** WORKING DATA follows **
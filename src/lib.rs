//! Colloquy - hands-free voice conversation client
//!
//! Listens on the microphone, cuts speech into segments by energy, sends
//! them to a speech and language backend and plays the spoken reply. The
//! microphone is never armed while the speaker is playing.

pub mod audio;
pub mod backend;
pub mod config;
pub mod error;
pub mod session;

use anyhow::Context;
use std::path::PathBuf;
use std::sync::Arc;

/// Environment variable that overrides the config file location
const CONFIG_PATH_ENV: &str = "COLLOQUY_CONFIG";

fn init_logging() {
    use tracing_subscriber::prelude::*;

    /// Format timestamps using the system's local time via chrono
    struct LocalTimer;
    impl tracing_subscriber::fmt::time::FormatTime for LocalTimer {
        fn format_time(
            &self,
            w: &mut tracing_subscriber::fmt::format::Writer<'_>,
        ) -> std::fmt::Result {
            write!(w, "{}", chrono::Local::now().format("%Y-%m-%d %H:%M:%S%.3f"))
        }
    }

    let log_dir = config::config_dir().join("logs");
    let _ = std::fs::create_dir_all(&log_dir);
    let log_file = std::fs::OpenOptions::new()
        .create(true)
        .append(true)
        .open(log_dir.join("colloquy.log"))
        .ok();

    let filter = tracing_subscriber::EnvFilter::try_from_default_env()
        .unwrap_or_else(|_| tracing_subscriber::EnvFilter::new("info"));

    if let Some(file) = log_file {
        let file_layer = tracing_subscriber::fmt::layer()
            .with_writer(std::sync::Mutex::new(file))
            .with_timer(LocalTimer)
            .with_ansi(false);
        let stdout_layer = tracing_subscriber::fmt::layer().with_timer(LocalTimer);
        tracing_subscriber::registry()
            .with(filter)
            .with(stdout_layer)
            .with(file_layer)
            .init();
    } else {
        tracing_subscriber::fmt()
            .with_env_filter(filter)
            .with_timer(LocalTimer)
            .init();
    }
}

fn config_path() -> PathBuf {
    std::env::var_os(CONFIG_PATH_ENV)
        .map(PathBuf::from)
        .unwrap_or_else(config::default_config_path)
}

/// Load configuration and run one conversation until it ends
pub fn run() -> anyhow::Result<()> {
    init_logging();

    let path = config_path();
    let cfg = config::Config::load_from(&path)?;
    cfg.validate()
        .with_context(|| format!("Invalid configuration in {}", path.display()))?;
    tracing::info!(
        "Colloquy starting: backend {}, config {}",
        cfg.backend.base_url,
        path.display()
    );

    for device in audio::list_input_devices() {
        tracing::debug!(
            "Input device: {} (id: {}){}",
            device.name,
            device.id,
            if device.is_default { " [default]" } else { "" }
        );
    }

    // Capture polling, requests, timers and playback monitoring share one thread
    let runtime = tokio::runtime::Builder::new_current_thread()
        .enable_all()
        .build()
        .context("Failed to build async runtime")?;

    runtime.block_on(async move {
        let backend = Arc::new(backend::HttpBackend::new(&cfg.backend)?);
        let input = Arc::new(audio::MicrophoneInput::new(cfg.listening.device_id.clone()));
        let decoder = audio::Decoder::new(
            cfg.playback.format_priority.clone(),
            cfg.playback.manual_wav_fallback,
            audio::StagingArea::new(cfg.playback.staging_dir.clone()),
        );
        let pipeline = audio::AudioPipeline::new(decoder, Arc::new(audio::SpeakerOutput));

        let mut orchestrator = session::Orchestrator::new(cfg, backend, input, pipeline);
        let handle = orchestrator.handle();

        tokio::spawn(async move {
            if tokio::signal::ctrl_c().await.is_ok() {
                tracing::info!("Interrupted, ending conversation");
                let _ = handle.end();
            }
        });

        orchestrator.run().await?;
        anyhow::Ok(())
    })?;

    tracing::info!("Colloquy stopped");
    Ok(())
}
** End of WORKING DATA **
** WORKING DATA follows **
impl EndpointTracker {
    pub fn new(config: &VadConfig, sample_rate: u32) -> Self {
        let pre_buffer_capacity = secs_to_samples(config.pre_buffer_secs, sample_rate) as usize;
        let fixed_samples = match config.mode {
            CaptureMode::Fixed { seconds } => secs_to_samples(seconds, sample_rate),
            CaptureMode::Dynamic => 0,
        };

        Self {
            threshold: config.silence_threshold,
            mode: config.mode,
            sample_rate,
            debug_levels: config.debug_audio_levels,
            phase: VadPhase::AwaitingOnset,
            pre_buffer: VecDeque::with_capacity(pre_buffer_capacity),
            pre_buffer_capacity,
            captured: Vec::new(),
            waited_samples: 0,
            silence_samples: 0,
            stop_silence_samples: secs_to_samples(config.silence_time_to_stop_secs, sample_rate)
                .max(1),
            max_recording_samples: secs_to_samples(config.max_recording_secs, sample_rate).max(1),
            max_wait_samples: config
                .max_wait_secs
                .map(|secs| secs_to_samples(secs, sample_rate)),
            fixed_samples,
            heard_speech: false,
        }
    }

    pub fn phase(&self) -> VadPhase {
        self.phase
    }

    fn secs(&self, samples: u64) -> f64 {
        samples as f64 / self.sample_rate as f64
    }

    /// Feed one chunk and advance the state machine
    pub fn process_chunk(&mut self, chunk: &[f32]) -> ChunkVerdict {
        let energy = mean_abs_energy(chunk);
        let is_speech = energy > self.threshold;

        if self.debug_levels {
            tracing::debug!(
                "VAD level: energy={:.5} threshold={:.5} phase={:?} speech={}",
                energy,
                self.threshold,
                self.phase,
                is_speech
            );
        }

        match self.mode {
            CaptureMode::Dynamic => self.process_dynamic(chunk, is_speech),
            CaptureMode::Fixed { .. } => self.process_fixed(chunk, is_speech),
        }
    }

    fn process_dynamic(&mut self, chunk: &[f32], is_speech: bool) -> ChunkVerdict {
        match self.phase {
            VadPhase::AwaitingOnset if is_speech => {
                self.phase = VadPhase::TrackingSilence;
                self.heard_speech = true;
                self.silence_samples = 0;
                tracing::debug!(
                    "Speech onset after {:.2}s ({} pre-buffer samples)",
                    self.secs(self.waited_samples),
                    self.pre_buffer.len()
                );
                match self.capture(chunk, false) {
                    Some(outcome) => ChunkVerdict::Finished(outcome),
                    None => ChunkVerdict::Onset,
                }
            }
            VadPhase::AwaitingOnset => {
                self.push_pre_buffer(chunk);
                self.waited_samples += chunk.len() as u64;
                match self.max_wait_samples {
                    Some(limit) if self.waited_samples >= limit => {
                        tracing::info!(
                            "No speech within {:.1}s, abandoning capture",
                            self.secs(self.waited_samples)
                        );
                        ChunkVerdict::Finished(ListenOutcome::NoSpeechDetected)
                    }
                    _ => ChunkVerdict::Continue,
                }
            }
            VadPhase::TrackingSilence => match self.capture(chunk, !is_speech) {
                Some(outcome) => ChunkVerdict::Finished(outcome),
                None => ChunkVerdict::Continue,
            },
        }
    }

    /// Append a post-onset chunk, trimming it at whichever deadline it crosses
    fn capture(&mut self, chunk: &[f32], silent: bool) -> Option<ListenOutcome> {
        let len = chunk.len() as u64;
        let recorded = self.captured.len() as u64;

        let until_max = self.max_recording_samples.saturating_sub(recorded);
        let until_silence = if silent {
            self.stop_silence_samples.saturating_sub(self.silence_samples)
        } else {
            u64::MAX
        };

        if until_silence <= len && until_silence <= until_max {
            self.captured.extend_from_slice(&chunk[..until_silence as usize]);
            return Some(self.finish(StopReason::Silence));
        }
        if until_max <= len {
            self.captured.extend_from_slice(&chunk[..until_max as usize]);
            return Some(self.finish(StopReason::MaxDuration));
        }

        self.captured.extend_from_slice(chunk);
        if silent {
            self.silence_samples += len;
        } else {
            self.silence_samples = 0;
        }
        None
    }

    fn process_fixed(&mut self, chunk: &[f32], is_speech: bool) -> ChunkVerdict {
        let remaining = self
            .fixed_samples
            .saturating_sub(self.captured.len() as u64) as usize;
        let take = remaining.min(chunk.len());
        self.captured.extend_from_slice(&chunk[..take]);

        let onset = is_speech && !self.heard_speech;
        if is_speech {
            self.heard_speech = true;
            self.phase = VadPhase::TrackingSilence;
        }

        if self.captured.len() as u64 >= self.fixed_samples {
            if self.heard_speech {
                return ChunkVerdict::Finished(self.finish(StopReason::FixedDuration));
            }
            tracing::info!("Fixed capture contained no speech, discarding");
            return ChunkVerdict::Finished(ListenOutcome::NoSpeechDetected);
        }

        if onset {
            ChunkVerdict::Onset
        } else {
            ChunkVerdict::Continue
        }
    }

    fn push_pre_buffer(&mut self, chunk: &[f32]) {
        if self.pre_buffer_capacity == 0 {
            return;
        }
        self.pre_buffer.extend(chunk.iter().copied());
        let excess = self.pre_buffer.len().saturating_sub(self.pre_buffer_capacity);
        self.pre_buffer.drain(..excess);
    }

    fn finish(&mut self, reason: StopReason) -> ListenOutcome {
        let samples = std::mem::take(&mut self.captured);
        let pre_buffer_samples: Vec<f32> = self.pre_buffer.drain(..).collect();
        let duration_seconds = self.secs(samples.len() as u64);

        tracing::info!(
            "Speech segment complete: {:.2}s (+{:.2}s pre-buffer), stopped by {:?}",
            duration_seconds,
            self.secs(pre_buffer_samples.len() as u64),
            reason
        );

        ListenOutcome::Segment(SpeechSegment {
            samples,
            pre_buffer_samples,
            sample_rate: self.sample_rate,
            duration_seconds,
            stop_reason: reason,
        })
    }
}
** End of WORKING DATA **
Wherever a line in the data above contains the word "orchestrator", copy that line.

        let mut orchestrator = session::Orchestrator::new(cfg, backend, input, pipeline);
        let handle = orchestrator.handle();
        orchestrator.run().await?;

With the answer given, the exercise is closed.